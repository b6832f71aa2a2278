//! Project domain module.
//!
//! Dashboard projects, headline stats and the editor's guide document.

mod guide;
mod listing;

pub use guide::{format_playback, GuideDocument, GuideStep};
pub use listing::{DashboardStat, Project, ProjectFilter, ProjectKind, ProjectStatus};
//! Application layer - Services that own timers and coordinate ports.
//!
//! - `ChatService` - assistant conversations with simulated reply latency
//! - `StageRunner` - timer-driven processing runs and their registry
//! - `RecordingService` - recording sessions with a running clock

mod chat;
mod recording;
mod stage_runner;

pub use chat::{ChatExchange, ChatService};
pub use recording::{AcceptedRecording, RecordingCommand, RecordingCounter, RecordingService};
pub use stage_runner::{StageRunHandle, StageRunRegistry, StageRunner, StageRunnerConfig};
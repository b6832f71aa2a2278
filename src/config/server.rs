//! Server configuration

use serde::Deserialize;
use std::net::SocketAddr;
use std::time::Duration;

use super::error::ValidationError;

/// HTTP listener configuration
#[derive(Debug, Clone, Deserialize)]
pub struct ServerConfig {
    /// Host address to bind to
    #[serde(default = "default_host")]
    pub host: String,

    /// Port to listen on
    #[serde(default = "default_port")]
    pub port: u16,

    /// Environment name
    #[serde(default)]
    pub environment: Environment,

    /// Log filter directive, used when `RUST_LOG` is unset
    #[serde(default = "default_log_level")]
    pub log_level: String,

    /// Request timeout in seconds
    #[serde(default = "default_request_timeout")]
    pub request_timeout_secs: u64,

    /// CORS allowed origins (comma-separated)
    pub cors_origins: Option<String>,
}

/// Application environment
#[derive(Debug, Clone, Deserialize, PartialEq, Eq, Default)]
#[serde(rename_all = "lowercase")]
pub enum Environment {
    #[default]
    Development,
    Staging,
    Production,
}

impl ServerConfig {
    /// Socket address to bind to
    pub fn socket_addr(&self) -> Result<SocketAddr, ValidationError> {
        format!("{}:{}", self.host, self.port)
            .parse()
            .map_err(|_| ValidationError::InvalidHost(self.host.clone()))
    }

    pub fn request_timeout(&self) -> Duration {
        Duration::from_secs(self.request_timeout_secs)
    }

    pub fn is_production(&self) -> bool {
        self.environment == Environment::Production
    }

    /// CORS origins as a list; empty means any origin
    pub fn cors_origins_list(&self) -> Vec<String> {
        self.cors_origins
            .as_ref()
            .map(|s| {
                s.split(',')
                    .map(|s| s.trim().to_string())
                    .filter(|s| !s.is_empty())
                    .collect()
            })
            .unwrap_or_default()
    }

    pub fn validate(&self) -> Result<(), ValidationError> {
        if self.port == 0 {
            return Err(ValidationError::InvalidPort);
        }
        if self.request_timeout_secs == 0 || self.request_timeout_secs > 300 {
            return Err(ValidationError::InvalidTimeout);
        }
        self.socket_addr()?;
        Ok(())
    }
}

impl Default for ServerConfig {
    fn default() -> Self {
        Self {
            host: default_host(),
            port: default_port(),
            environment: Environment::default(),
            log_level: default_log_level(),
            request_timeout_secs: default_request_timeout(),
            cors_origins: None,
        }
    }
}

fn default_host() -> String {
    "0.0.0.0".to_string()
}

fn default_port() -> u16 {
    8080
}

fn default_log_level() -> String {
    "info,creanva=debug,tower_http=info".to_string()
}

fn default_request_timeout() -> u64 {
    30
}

===============

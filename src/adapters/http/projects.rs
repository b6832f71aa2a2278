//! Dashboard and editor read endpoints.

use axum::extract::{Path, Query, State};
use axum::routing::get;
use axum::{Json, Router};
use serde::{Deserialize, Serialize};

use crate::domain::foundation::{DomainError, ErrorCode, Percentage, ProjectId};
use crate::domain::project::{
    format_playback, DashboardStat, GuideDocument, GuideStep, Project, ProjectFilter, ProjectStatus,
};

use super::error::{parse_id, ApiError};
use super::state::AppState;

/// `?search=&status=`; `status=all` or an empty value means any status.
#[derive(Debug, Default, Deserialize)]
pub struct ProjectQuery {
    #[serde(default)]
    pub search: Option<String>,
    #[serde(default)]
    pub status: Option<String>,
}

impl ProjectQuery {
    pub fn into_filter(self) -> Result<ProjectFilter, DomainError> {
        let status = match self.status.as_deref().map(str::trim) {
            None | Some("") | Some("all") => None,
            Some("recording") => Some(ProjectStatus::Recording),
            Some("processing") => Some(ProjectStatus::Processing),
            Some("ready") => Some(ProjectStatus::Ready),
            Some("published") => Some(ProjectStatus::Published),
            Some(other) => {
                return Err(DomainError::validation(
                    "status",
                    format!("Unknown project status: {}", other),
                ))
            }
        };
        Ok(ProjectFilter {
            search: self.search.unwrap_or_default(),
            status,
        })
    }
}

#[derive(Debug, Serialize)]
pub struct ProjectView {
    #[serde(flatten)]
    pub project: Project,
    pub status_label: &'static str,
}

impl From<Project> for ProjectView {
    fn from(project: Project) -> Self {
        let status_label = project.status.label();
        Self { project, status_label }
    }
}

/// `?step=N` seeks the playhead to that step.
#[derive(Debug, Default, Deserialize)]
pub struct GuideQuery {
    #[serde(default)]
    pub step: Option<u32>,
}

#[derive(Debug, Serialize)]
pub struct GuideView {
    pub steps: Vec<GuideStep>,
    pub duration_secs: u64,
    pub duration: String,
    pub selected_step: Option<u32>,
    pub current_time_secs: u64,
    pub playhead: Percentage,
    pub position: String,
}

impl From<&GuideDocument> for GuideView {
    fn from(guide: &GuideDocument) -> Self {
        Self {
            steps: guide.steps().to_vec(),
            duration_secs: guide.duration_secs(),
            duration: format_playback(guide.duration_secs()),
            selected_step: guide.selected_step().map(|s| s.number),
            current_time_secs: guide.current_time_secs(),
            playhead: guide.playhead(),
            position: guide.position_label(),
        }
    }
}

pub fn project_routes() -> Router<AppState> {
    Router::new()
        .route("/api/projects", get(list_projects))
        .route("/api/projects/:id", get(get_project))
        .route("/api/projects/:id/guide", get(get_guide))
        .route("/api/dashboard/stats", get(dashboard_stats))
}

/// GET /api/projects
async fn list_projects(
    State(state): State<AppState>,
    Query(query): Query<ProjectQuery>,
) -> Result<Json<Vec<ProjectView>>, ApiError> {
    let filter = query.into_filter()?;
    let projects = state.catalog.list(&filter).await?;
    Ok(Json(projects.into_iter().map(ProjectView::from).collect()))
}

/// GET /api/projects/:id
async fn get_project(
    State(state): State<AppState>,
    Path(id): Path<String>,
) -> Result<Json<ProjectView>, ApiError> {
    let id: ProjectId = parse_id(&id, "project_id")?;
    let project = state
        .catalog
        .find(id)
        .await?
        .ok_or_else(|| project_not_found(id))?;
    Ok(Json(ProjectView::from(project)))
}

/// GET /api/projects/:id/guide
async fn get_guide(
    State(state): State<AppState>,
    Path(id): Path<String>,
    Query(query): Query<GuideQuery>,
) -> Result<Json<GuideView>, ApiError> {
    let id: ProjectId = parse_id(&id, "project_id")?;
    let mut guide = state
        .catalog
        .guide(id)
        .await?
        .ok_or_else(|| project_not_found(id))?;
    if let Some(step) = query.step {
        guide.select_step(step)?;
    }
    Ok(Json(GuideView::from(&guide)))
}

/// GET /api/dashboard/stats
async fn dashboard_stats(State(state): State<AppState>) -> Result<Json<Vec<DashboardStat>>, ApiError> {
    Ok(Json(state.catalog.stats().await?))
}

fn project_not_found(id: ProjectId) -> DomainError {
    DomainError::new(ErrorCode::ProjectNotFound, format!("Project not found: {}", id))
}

===============

> _PROBLEM DESCRIPTION_: Say how many lines of the entries hold the string "address". Nothing but the number should be given.

> _COMPLETED TASK_: 2